American politician (1849–1922)

Francke Walden Dickinson (April 19, 1849 – April 7, 1922) was an American politician who was mayor of Springfield, Massachusetts from 1905 to 1907 and a member of the Massachusetts Senate from 1908 to 1909.

==Early life==
Dickinson was born in Springfield, Massachusetts on April 19, 1849. He was the second son of Elijah W. and Mary A. (Crossett) Dickinson. On January 16, 1873, he married Katie May Allgood of Cincinnati, Ohio. They had three children – Emma Allgood (1873–1884), Ethel May (1875–1910), and Henry Walden (1876–1896).

==Business==
Dickinson's father was an undertaker and in 1873, Dickinson, and his brother Arthur, formed the firm E. W. Dickson & Sons with their father. Elijah and Francke Dickinson bought out Arthur's interest the following year. Dickinson became the sole proprietor after his father's death. George W. Streeter began working with Dickinson in 1900 and was made a partner in 1910.

==Politics==
Dickinson was a member of the Springfield Common Council from 1888 to 1890 and was council president in 1890. From 1903 to 1904, he was a member of the board of aldermen. In 1904, he was the Republican nominee for mayor and defeated Democratic Patrick J. Mitchell 4,905 votes to 4,181. He beat Mitchell in a rematch the following year, this time by an increased plurality of 792.

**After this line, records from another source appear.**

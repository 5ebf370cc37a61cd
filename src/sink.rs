//! Output sink collaborator (§6). A push interface that accepts one
//! interleaved stereo frame buffer per controller tick. Only the
//! interface is specified; a real frontend backs this with an audio
//! device queue, tests back it with an in-memory accumulator.

use crate::error::Result;

/// Accepts interleaved stereo `i16` PCM frames (`[L0, R0, L1, R1, ...]`),
/// the canonical external representation (§6). The sink may block (e.g.
/// sleep when its internal queue passes a high-water mark); the engine
/// enforces no deadline around that call (§5).
pub trait Sink {
    fn push_frames(&mut self, interleaved: &[i16]) -> Result<()>;

    /// Sample rate this sink was created for, in Hz. 44100 is the
    /// reference rate (§6).
    fn sample_rate(&self) -> f32;
}

/// Converts a pair of float mix buffers in `[-1, 1]` into interleaved
/// clipped/scaled `i16` PCM, ready for `Sink::push_frames`.
pub fn to_interleaved_pcm(left: &[f32], right: &[f32]) -> Vec<i16> {
    debug_assert_eq!(left.len(), right.len());
    let mut out = Vec::with_capacity(left.len() * 2);
    for (&l, &r) in left.iter().zip(right.iter()) {
        out.push(clip_to_i16(l));
        out.push(clip_to_i16(r));
    }
    out
}

fn clip_to_i16(sample: f32) -> i16 {
    (sample.clamp(-1.0, 1.0) * 32767.0) as i16
}

/// Reference in-memory sink, useful for tests and for the `player`
/// binary when no real audio device is wired in yet.
pub struct MemorySink {
    pub sample_rate: f32,
    pub frames: Vec<i16>,
}

impl MemorySink {
    pub fn new(sample_rate: f32) -> Self {
        MemorySink { sample_rate, frames: Vec::new() }
    }
}

impl Sink for MemorySink {
    fn push_frames(&mut self, interleaved: &[i16]) -> Result<()> {
        self.frames.extend_from_slice(interleaved);
        Ok(())
    }

    fn sample_rate(&self) -> f32 {
        self.sample_rate
    }
}

#[cfg(test)]
mod tests {
    use super::*;

    #[test]
    fn clips_out_of_range_samples() {
        let pcm = to_interleaved_pcm(&[2.0, -2.0], &[0.0, 0.0]);
        assert_eq!(pcm[0], 32767);
        assert_eq!(pcm[2], -32767);
    }
}
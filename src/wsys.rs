//! Wavesystem (WSYS): maps `(aw_id, wave_id)` pairs to decoded `Wave`
//! metadata plus sample buffers, backed by external `.aw` sample files
//! (§4.3).

use std::io::{Cursor, Read, Seek};
use std::rc::Rc;

use indexmap::IndexMap;

use crate::binreader::*;
use crate::codec::{self, WaveFormat};
use crate::error::{EngineError, Result};
use crate::fs_provider::FileSystemProvider;

/// `(aw_id, wave_id)` pair, totally ordered by `(aw_id, wave_id)` via the
/// derived field order.
#[derive(Debug, Clone, Copy, PartialEq, Eq, PartialOrd, Ord, Hash)]
pub struct WaveKey {
    pub aw_id: u16,
    pub wave_id: u16,
}

impl WaveKey {
    pub fn new(aw_id: u16, wave_id: u16) -> WaveKey {
        WaveKey { aw_id, wave_id }
    }
}

/// Decoded, immutable sample. Never mutated after construction; notes
/// hold only a borrowed reference, valid for the lifetime of the
/// wavesystem cache entry that owns it (see the ownership invariants in
/// §3).
#[derive(Debug, Clone)]
pub struct Wave {
    pub format: WaveFormat,
    pub base_key: u8,
    pub sample_rate: f32,
    pub looped: bool,
    pub loop_start: u32,
    pub loop_end: u32,
    pub sample_count: u32,
    pub aw_id: u16,
    pub wave_id: u16,
    pub data: Vec<f32>,
}

#[derive(Debug, Clone, Default)]
pub struct Wavesystem {
    pub wsys_id: u32,
    waves: IndexMap<WaveKey, Rc<Wave>>,
}

impl Wavesystem {
    /// Shared-ownership handle to the wave, cheap to clone (bumps a
    /// refcount): notes hold this instead of a raw reference, which
    /// sidesteps tying a note's lifetime to the wavesystem cache's
    /// borrow while still forbidding the cache entry from being mutated
    /// out from under an active voice (§3 ownership invariants).
    pub fn get(&self, key: WaveKey) -> Option<Rc<Wave>> {
        self.waves.get(&key).cloned()
    }

    pub fn len(&self) -> usize {
        self.waves.len()
    }

    pub fn is_empty(&self) -> bool {
        self.waves.is_empty()
    }

    pub fn iter(&self) -> impl Iterator<Item = (&WaveKey, &Wave)> {
        self.waves.iter()
    }
}

struct WinfWaveRecord {
    format: u8,
    base_key: u8,
    sample_rate: f32,
    wavedata_offset: u32,
    wavedata_size: u32,
    looped: bool,
    loop_start: u32,
    loop_end: u32,
    sample_count: u32,
}

fn read_winf_wave_record<R: Read + Seek>(r: &mut R) -> Result<WinfWaveRecord> {
    skip(r, 1)?;
    let format = read_u8(r, "wave format")?;
    let base_key = read_u8(r, "wave base_key")?;
    skip(r, 1)?;
    let sample_rate = read_f32(r, "wave sample_rate")?;
    let wavedata_offset = read_u32(r, "wavedata_offset")?;
    let wavedata_size = read_u32(r, "wavedata_size")?;
    let looped = read_u32(r, "loop flag")? != 0;
    let loop_start = read_u32(r, "loop_start")?;
    let loop_end = read_u32(r, "loop_end")?;
    let sample_count = read_u32(r, "sample_count")?;
    Ok(WinfWaveRecord {
        format,
        base_key,
        sample_rate,
        wavedata_offset,
        wavedata_size,
        looped,
        loop_start,
        loop_end,
        sample_count,
    })
}

/// Parses a WSYS chunk's bytes (already sliced out of the archive by the
/// AAF loader, §4.2) and decodes every referenced wave by reading its
/// external `.aw` file through `fs`.
pub fn parse_wsys(chunk: &[u8], fs: &dyn FileSystemProvider) -> Result<Wavesystem> {
    let mut r = Cursor::new(chunk);
    expect_magic(&mut r, "WSYS", b"WSYS")?;
    let _file_size = read_u32(&mut r, "WSYS file_size")?;
    let wsys_id = read_u32(&mut r, "WSYS wsys_id")?;
    skip(&mut r, 4)?;
    let winf_offset = read_u32(&mut r, "winf_offset")?;
    let wbct_offset = read_u32(&mut r, "wbct_offset")?;

    seek_to(&mut r, winf_offset as u64)?;
    expect_magic(&mut r, "WINF", b"WINF")?;
    let group_count = read_u32(&mut r, "WINF group_count")?;
    let mut group_offsets = Vec::with_capacity(group_count as usize);
    for _ in 0..group_count {
        group_offsets.push(read_u32(&mut r, "WINF group_offset")?);
    }

    seek_to(&mut r, wbct_offset as u64)?;
    expect_magic(&mut r, "WBCT", b"WBCT")?;
    skip(&mut r, 4)?;
    let scene_count = read_u32(&mut r, "WBCT scene_count")?;
    if scene_count != group_count {
        return Err(EngineError::MismatchedCounts { what: "WSYS scene/group count", a: scene_count, b: group_count });
    }
    let mut scene_offsets = Vec::with_capacity(scene_count as usize);
    for _ in 0..scene_count {
        scene_offsets.push(read_u32(&mut r, "WBCT scene_offset")?);
    }

    let mut waves = IndexMap::new();
    for (group_offset, scene_offset) in group_offsets.into_iter().zip(scene_offsets.into_iter()) {
        seek_to(&mut r, group_offset as u64)?;
        let aw_filename = read_bounded_string(&mut r, 0x70, "aw_filename")?;
        let wave_count = read_u32(&mut r, "WINF wave_count")?;
        let mut wave_offsets = Vec::with_capacity(wave_count as usize);
        for _ in 0..wave_count {
            wave_offsets.push(read_u32(&mut r, "WINF wave_offset")?);
        }

        seek_to(&mut r, scene_offset as u64)?;
        expect_magic(&mut r, "SCNE", b"SCNE")?;
        skip(&mut r, 8)?;
        let cdf_offset = read_u32(&mut r, "cdf_offset")?;
        seek_to(&mut r, cdf_offset as u64)?;
        expect_magic(&mut r, "C-DF", b"C-DF")?;
        let cdf_count = read_u32(&mut r, "C-DF cdf_count")?;
        if cdf_count != wave_count {
            return Err(EngineError::MismatchedCounts { what: "WSYS C-DF/wave count", a: cdf_count, b: wave_count });
        }
        let mut entry_offsets = Vec::with_capacity(cdf_count as usize);
        for _ in 0..cdf_count {
            entry_offsets.push(read_u32(&mut r, "C-DF entry_offset")?);
        }

        let aw_bytes = fs.read_wave_file(&aw_filename)?;
        let mut aw_cursor = Cursor::new(&aw_bytes);

        for (wave_offset, entry_offset) in wave_offsets.into_iter().zip(entry_offsets.into_iter()) {
            seek_to(&mut r, wave_offset as u64)?;
            let record = read_winf_wave_record(&mut r)?;

            seek_to(&mut r, entry_offset as u64)?;
            let aw_id = read_u16(&mut r, "C-DF aw_id")?;
            let wave_id = read_u16(&mut r, "C-DF wave_id")?;

            seek_to(&mut aw_cursor, record.wavedata_offset as u64)?;
            let mut raw = vec![0u8; record.wavedata_size as usize];
            aw_cursor.read_exact(&mut raw).map_err(|_| EngineError::UnexpectedEof("wave data"))?;
            let format = WaveFormat::from_byte(record.format)?;
            let data = codec::decode(format, &raw)?;

            waves.insert(
                WaveKey::new(aw_id, wave_id),
                Rc::new(Wave {
                    format,
                    base_key: record.base_key,
                    sample_rate: record.sample_rate,
                    looped: record.looped,
                    loop_start: record.loop_start,
                    loop_end: record.loop_end,
                    sample_count: record.sample_count,
                    aw_id,
                    wave_id,
                    data,
                }),
            );
        }
    }

    Ok(Wavesystem { wsys_id, waves })
}
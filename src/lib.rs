pub mod coordinates;
pub mod error;
pub mod locator;
pub mod template_matching;

pub use coordinates::{CoordinateLog, RegionOptimizer, RegionStore};
pub use error::{LocatorError, LocatorResult};
pub use locator::{LocateRequest, Locator, LocatorConfig, MatchMode};
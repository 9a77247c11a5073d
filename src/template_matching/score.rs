//! Correlation score surfaces
//!
//! One cell per template placement, `(H_cap - H_t + 1) x (W_cap - W_t + 1)` cells,
//! each holding a normalized cross-correlation coefficient in [-1, 1].

use image::{DynamicImage, GrayImage, Luma, RgbImage};
use imageproc::definitions::Image;
use imageproc::template_matching::{Extremes, find_extremes};
use serde::{Deserialize, Serialize};

/// Per-placement correlation scores
pub type ScoreSurface = Image<Luma<f32>>;

/// Per-pixel variance below which a patch counts as flat
const FLAT_VARIANCE: f64 = 1e-6;

/// Which pixel channels take part in scoring
#[derive(Clone, Copy, Debug, PartialEq, Eq, Serialize, Deserialize)]
pub enum ChannelMode {
    /// Luma only
    Grayscale,
    /// Red, green and blue scored separately and averaged cell-wise
    Color,
}

/// Computes correlation surfaces between a capture and a template
#[derive(Clone, Copy, Debug)]
pub struct ScoreField {
    channels: ChannelMode,
}

impl ScoreField {
    pub fn new(channels: ChannelMode) -> Self {
        Self { channels }
    }

    /// Score every placement of `template` inside `capture`.
    ///
    /// Returns `None` when the template is empty or larger than the capture in
    /// either dimension.
    pub fn score(&self, capture: &DynamicImage, template: &DynamicImage) -> Option<ScoreSurface> {
        match self.channels {
            ChannelMode::Grayscale => score_plane(&capture.to_luma8(), &template.to_luma8()),
            ChannelMode::Color => score_color(&capture.to_rgb8(), &template.to_rgb8()),
        }
    }
}

/// Best cell of a surface as `(x, y, score)`; the first cell in row-major order wins ties
pub fn best_cell(surface: &ScoreSurface) -> (u32, u32, f32) {
    let Extremes {
        max_value,
        max_value_location,
        ..
    } = find_extremes(surface);
    (max_value_location.0, max_value_location.1, max_value)
}

fn score_color(capture: &RgbImage, template: &RgbImage) -> Option<ScoreSurface> {
    let mut fused: Option<ScoreSurface> = None;

    for channel in 0..3 {
        let surface = score_plane(
            &channel_plane(capture, channel),
            &channel_plane(template, channel),
        )?;
        match fused.as_mut() {
            None => fused = Some(surface),
            Some(acc) => {
                for (a, s) in acc.pixels_mut().zip(surface.pixels()) {
                    a[0] += s[0];
                }
            }
        }
    }

    let mut fused = fused?;
    for p in fused.pixels_mut() {
        p[0] /= 3.0;
    }
    Some(fused)
}

fn channel_plane(image: &RgbImage, channel: usize) -> GrayImage {
    GrayImage::from_fn(image.width(), image.height(), |x, y| {
        Luma([image.get_pixel(x, y)[channel]])
    })
}

/// Summed-area tables of pixel values and squared pixel values
struct WindowSums {
    stride: usize,
    sum: Vec<f64>,
    sum_sq: Vec<f64>,
}

impl WindowSums {
    fn new(image: &GrayImage) -> Self {
        let (w, h) = (image.width() as usize, image.height() as usize);
        let stride = w + 1;
        let mut sum = vec![0.0; stride * (h + 1)];
        let mut sum_sq = vec![0.0; stride * (h + 1)];
        let raw = image.as_raw();

        for y in 0..h {
            let mut row_sum = 0.0;
            let mut row_sq = 0.0;
            for x in 0..w {
                let v = raw[y * w + x] as f64;
                row_sum += v;
                row_sq += v * v;
                let idx = (y + 1) * stride + x + 1;
                sum[idx] = sum[idx - stride] + row_sum;
                sum_sq[idx] = sum_sq[idx - stride] + row_sq;
            }
        }

        Self {
            stride,
            sum,
            sum_sq,
        }
    }

    /// Sum and squared sum of the `w`x`h` window at `(x, y)`
    fn window(&self, x: usize, y: usize, w: usize, h: usize) -> (f64, f64) {
        let a = y * self.stride + x;
        let b = y * self.stride + x + w;
        let c = (y + h) * self.stride + x;
        let d = (y + h) * self.stride + x + w;
        (
            self.sum[d] - self.sum[b] - self.sum[c] + self.sum[a],
            self.sum_sq[d] - self.sum_sq[b] - self.sum_sq[c] + self.sum_sq[a],
        )
    }
}

/// Zero-mean normalized cross-correlation of one channel.
///
/// A flat template has no structure to correlate, so it is scored with plain
/// normalized cross-correlation instead. A structured template over a flat
/// window scores 0.
fn score_plane(image: &GrayImage, template: &GrayImage) -> Option<ScoreSurface> {
    let (iw, ih) = (image.width(), image.height());
    let (tw, th) = (template.width(), template.height());
    if tw == 0 || th == 0 || tw > iw || th > ih {
        log::debug!(
            "⚠️ Template {}x{} does not fit image {}x{}",
            tw,
            th,
            iw,
            ih
        );
        return None;
    }

    let n = (tw * th) as f64;
    let t_raw: Vec<f64> = template.as_raw().iter().map(|&v| v as f64).collect();
    let t_sum: f64 = t_raw.iter().sum();
    let t_sq_sum: f64 = t_raw.iter().map(|v| v * v).sum();
    let t_var_sum = (t_sq_sum - t_sum * t_sum / n).max(0.0);
    let template_flat = t_var_sum / n < FLAT_VARIANCE;

    let sums = WindowSums::new(image);
    let raw = image.as_raw();
    let (iw_us, tw_us, th_us) = (iw as usize, tw as usize, th as usize);

    let mut surface = ScoreSurface::new(iw - tw + 1, ih - th + 1);
    for (x, y, cell) in surface.enumerate_pixels_mut() {
        let (x, y) = (x as usize, y as usize);

        let mut cross = 0.0;
        for ty in 0..th_us {
            let image_row = &raw[(y + ty) * iw_us + x..(y + ty) * iw_us + x + tw_us];
            let template_row = &t_raw[ty * tw_us..(ty + 1) * tw_us];
            cross += image_row
                .iter()
                .zip(template_row)
                .map(|(&i, &t)| i as f64 * t)
                .sum::<f64>();
        }

        let (w_sum, w_sq_sum) = sums.window(x, y, tw_us, th_us);
        let score = if template_flat {
            let denom = (t_sq_sum * w_sq_sum).sqrt();
            if denom > 0.0 { cross / denom } else { 0.0 }
        } else {
            let w_var_sum = (w_sq_sum - w_sum * w_sum / n).max(0.0);
            if w_var_sum / n < FLAT_VARIANCE {
                0.0
            } else {
                (cross - t_sum * w_sum / n) / (t_var_sum * w_var_sum).sqrt()
            }
        };

        cell[0] = score.clamp(-1.0, 1.0) as f32;
    }

    Some(surface)
}
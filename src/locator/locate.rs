//! Marker locator: one entry point over all matching strategies

use super::capture::{Capture, ScreenCapture};
use super::config::LocatorConfig;
use super::debug::DebugArtifacts;
use super::region::crop_to;
use super::template::Template;
use crate::coordinates::{CoordinateLog, CoordinateLogEntry};
use crate::error::LocatorResult;
use crate::template_matching::{
    BoundingBox, ChannelMode, Match, MultiMatchFinder, MultiScaleMatcher, Point, Region,
    ScoreField, encapsulate,
};
use image::DynamicImage;
use serde::{Deserialize, Serialize};
use std::path::{Path, PathBuf};

/// Matching strategy for one locate call
#[derive(Debug, Clone, Copy, PartialEq, Eq, Serialize, Deserialize)]
pub enum MatchMode {
    /// Best grayscale placement at the template's native scale
    SingleGrayscale,
    /// Best grayscale placement over the configured scale sweep
    SingleGrayscaleMultiScale,
    /// Every color-fused placement above the threshold (marker repeated on screen)
    AllMatchesColor,
}

impl MatchMode {
    pub fn from_flags(all_matches: bool, multiscale: bool) -> Self {
        match (all_matches, multiscale) {
            (true, _) => MatchMode::AllMatchesColor,
            (false, true) => MatchMode::SingleGrayscaleMultiScale,
            (false, false) => MatchMode::SingleGrayscale,
        }
    }

    pub fn channels(&self) -> ChannelMode {
        match self {
            MatchMode::AllMatchesColor => ChannelMode::Color,
            _ => ChannelMode::Grayscale,
        }
    }

    pub fn is_all_matches(&self) -> bool {
        matches!(self, MatchMode::AllMatchesColor)
    }
}

/// What to look for and where
#[derive(Debug, Clone)]
pub struct LocateRequest {
    pub template_path: PathBuf,
    pub mode: MatchMode,
    /// Overrides the configured threshold
    pub threshold: Option<f32>,
    /// Screen-space area to search, cropped out of the capture before matching
    pub region_restriction: Option<Region>,
}

impl LocateRequest {
    pub fn new(template_path: impl Into<PathBuf>, mode: MatchMode) -> Self {
        Self {
            template_path: template_path.into(),
            mode,
            threshold: None,
            region_restriction: None,
        }
    }

    pub fn with_threshold(mut self, threshold: f32) -> Self {
        self.threshold = Some(threshold);
        self
    }

    pub fn restricted_to(mut self, region: Option<Region>) -> Self {
        self.region_restriction = region;
        self
    }
}

/// Result of a successful locate call, in full-screen coordinates
#[derive(Debug, Clone, PartialEq)]
pub struct LocateOutcome {
    /// One match in single mode, one per detected instance otherwise
    pub matches: Vec<Match>,
    /// The box appended to the coordinate log (covers all matches in all-matches mode)
    pub logged: BoundingBox,
    /// Click points: the bottom-center of the match in single mode, match centers otherwise
    pub targets: Vec<Point>,
}

impl LocateOutcome {
    pub fn target(&self) -> Option<Point> {
        self.targets.first().copied()
    }
}

/// Finds markers in captures and records where they were seen
pub struct Locator<'a> {
    history: &'a CoordinateLog,
    config: LocatorConfig,
    debug: DebugArtifacts,
}

impl<'a> Locator<'a> {
    pub fn new(history: &'a CoordinateLog, config: LocatorConfig) -> Self {
        let debug = DebugArtifacts::new(config.debug_dir.clone(), config.visual_debug);
        Self {
            history,
            config,
            debug,
        }
    }

    /// Capture through `source` (optionally only `capture_region`) and locate in it
    pub fn capture_and_locate<C: ScreenCapture>(
        &self,
        source: &mut C,
        capture_region: Option<Region>,
        request: &LocateRequest,
    ) -> Option<LocateOutcome> {
        match source.capture(capture_region) {
            Ok(capture) => self.locate(&capture, request),
            Err(e) => {
                log::warn!("⚠️ Capture failed: {e}");
                None
            }
        }
    }

    /// Locate the requested marker.
    ///
    /// Every failure, including an unreadable template, ends as `None` with
    /// the searched image saved for inspection.
    pub fn locate(&self, capture: &Capture, request: &LocateRequest) -> Option<LocateOutcome> {
        match self.try_locate(capture, request) {
            Ok(Some(outcome)) => Some(outcome),
            Ok(None) => {
                let saved = self.debug.save_no_match(&capture.image);
                log::info!(
                    "No match found for {}{}",
                    request.template_path.display(),
                    saved
                        .map(|p| format!(". Screenshot saved to {}", p.display()))
                        .unwrap_or_default()
                );
                None
            }
            Err(e) => {
                if e.is_resource_error() {
                    log::warn!("⚠️ Locate failed for {}: {e}", request.template_path.display());
                } else {
                    log::error!("❌ Locate failed for {}: {e}", request.template_path.display());
                }
                self.debug.save_no_match(&capture.image);
                None
            }
        }
    }

    /// Like [`locate`](Self::locate), but errors are returned and nothing is saved on a miss
    pub fn try_locate(
        &self,
        capture: &Capture,
        request: &LocateRequest,
    ) -> LocatorResult<Option<LocateOutcome>> {
        self.debug.save_capture(&capture.image);

        let template = Template::load(&request.template_path)?;
        let threshold = request.threshold.unwrap_or(self.config.match_threshold);

        let (search, offset) = match request.region_restriction {
            Some(region) => {
                // Restriction is screen space; the capture may itself be a region
                let local = Region {
                    x: region.x - capture.origin.x,
                    y: region.y - capture.origin.y,
                    ..region
                };
                let (cropped, crop_origin) = crop_to(&capture.image, local)?;
                (
                    cropped,
                    crop_origin.offset(capture.origin.x, capture.origin.y),
                )
            }
            None => (capture.image.clone(), capture.origin),
        };

        log::debug!(
            "🔍 Searching {}x{} at {} for '{}' ({}x{}, {:?}, threshold {:.2})",
            search.width(),
            search.height(),
            offset,
            template.name,
            template.width(),
            template.height(),
            request.mode,
            threshold
        );

        if request.mode.is_all_matches() {
            self.locate_all(&search, offset, &template, threshold)
        } else {
            self.locate_single(&search, offset, &template, request.mode, threshold)
        }
    }

    fn locate_single(
        &self,
        search: &DynamicImage,
        offset: Point,
        template: &Template,
        mode: MatchMode,
        threshold: f32,
    ) -> LocatorResult<Option<LocateOutcome>> {
        let matcher = MultiScaleMatcher::new(
            ScoreField::new(mode.channels()),
            self.config.resize_filter,
        );
        let scales = match mode {
            MatchMode::SingleGrayscaleMultiScale => self.config.scale_sweep.values(),
            _ => vec![1.0],
        };

        let Some(found) = matcher.find_best(search, &template.image, &scales, threshold) else {
            return Ok(None);
        };

        self.debug.save_single_match(search, &found.bounds);

        let found = found.translate(offset.x, offset.y);
        self.record(found.bounds)?;
        log::info!(
            "✅ '{}' found with confidence {:.4} at scale {:.2}. Coordinates logged to {}",
            template.name,
            found.confidence,
            found.scale,
            self.history.path().display()
        );

        Ok(Some(LocateOutcome {
            matches: vec![found],
            logged: found.bounds,
            targets: vec![found.bounds.bottom_center()],
        }))
    }

    fn locate_all(
        &self,
        search: &DynamicImage,
        offset: Point,
        template: &Template,
        threshold: f32,
    ) -> LocatorResult<Option<LocateOutcome>> {
        let finder = MultiMatchFinder::new(ScoreField::new(ChannelMode::Color));
        let found = finder.find_all_scored(search, &template.image, threshold);
        if found.is_empty() {
            return Ok(None);
        }

        let local_boxes: Vec<BoundingBox> = found.iter().map(|m| m.bounds).collect();
        let covering = encapsulate(&local_boxes)?;
        self.debug.save_all_matches(search, &covering);

        let matches: Vec<Match> = found
            .iter()
            .map(|m| m.translate(offset.x, offset.y))
            .collect();
        let logged = covering.translate(offset.x, offset.y);
        self.record(logged)?;
        log::info!(
            "✅ Box covering {} matches of '{}' logged to {}",
            matches.len(),
            template.name,
            self.history.path().display()
        );

        Ok(Some(LocateOutcome {
            targets: matches.iter().map(|m| m.bounds.center()).collect(),
            matches,
            logged,
        }))
    }

    /// Append `bounds` and trim the log.
    ///
    /// Only a failed append fails the call; once the row is written a failed
    /// trim is logged and the match still stands.
    fn record(&self, bounds: BoundingBox) -> LocatorResult<()> {
        self.history.append(&CoordinateLogEntry::from(bounds))?;
        if let Err(e) = self.history.limit(self.config.log_limit) {
            log::warn!("⚠️ Could not trim {}: {e}", self.history.path().display());
        }
        Ok(())
    }

    /// Path of the coordinate log this locator writes to
    pub fn history_path(&self) -> &Path {
        self.history.path()
    }
}
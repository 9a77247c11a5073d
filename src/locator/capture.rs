//! Screen capture boundary
//!
//! Acquiring pixels from a real display lives outside this crate; anything
//! that can produce an image implements [`ScreenCapture`].

use crate::error::{LocatorError, LocatorResult};
use crate::template_matching::{Point, Region};
use image::DynamicImage;
use std::path::PathBuf;

/// A captured image and where its top-left pixel sits on screen
#[derive(Debug, Clone)]
pub struct Capture {
    pub image: DynamicImage,
    pub origin: Point,
}

impl Capture {
    pub fn full_screen(image: DynamicImage) -> Self {
        Self {
            image,
            origin: Point::new(0, 0),
        }
    }

    pub fn at(image: DynamicImage, origin: Point) -> Self {
        Self { image, origin }
    }
}

pub trait ScreenCapture {
    /// Capture the whole screen, or only `region` when given
    fn capture(&mut self, region: Option<Region>) -> LocatorResult<Capture>;
}

/// Replays a saved screenshot as the screen
#[derive(Debug, Clone)]
pub struct ImageFileCapture {
    path: PathBuf,
}

impl ImageFileCapture {
    pub fn new(path: impl Into<PathBuf>) -> Self {
        Self { path: path.into() }
    }
}

impl ScreenCapture for ImageFileCapture {
    fn capture(&mut self, region: Option<Region>) -> LocatorResult<Capture> {
        let screen = image::open(&self.path).map_err(|e| {
            LocatorError::Capture(format!("Failed to load {}: {e}", self.path.display()))
        })?;

        match region {
            None => Ok(Capture::full_screen(screen)),
            Some(region) => {
                let (image, origin) = super::region::crop_to(&screen, region)?;
                Ok(Capture::at(image, origin))
            }
        }
    }
}
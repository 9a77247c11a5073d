//! Template matching module for marker detection in screen captures
//!
//! This module provides:
//! - Correlation score surfaces, grayscale or fused over color channels
//! - Best-match search across a sweep of template scales
//! - All-matches extraction above a threshold
//! - Encapsulation of many hits into one covering box

pub mod encapsulate;
pub mod matcher;
pub mod score;
pub mod types;

pub use encapsulate::encapsulate;
pub use matcher::{MultiMatchFinder, MultiScaleMatcher, ResizeFilter, ScaleSweep};
pub use score::{ChannelMode, ScoreField, ScoreSurface, best_cell};
pub use types::{BoundingBox, Match, Point, Region};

In 1907, Dickinson sought the First Hampden district seat in the Massachusetts Senate. He defeated former mayor and incumbent state senator William P. Hayes by 11 votes. It was the first time Hayes had ever lost an election. He defeated Democratic and Independence League candidate Richard A. Hennessey 60% to 33% in the 1908 Massachusetts Senate election. He was chairman of the committee on elections laws in the 1908 Massachusetts legislature and chaired the committee on cities in the 1909 Massachusetts legislature.

==Later life==
Dickinson retired in 1919 and began spending his winters in Florida. He died on April 7, 1922, at his home in St. Petersburg, Florida. He was survived by his wife and one grandson.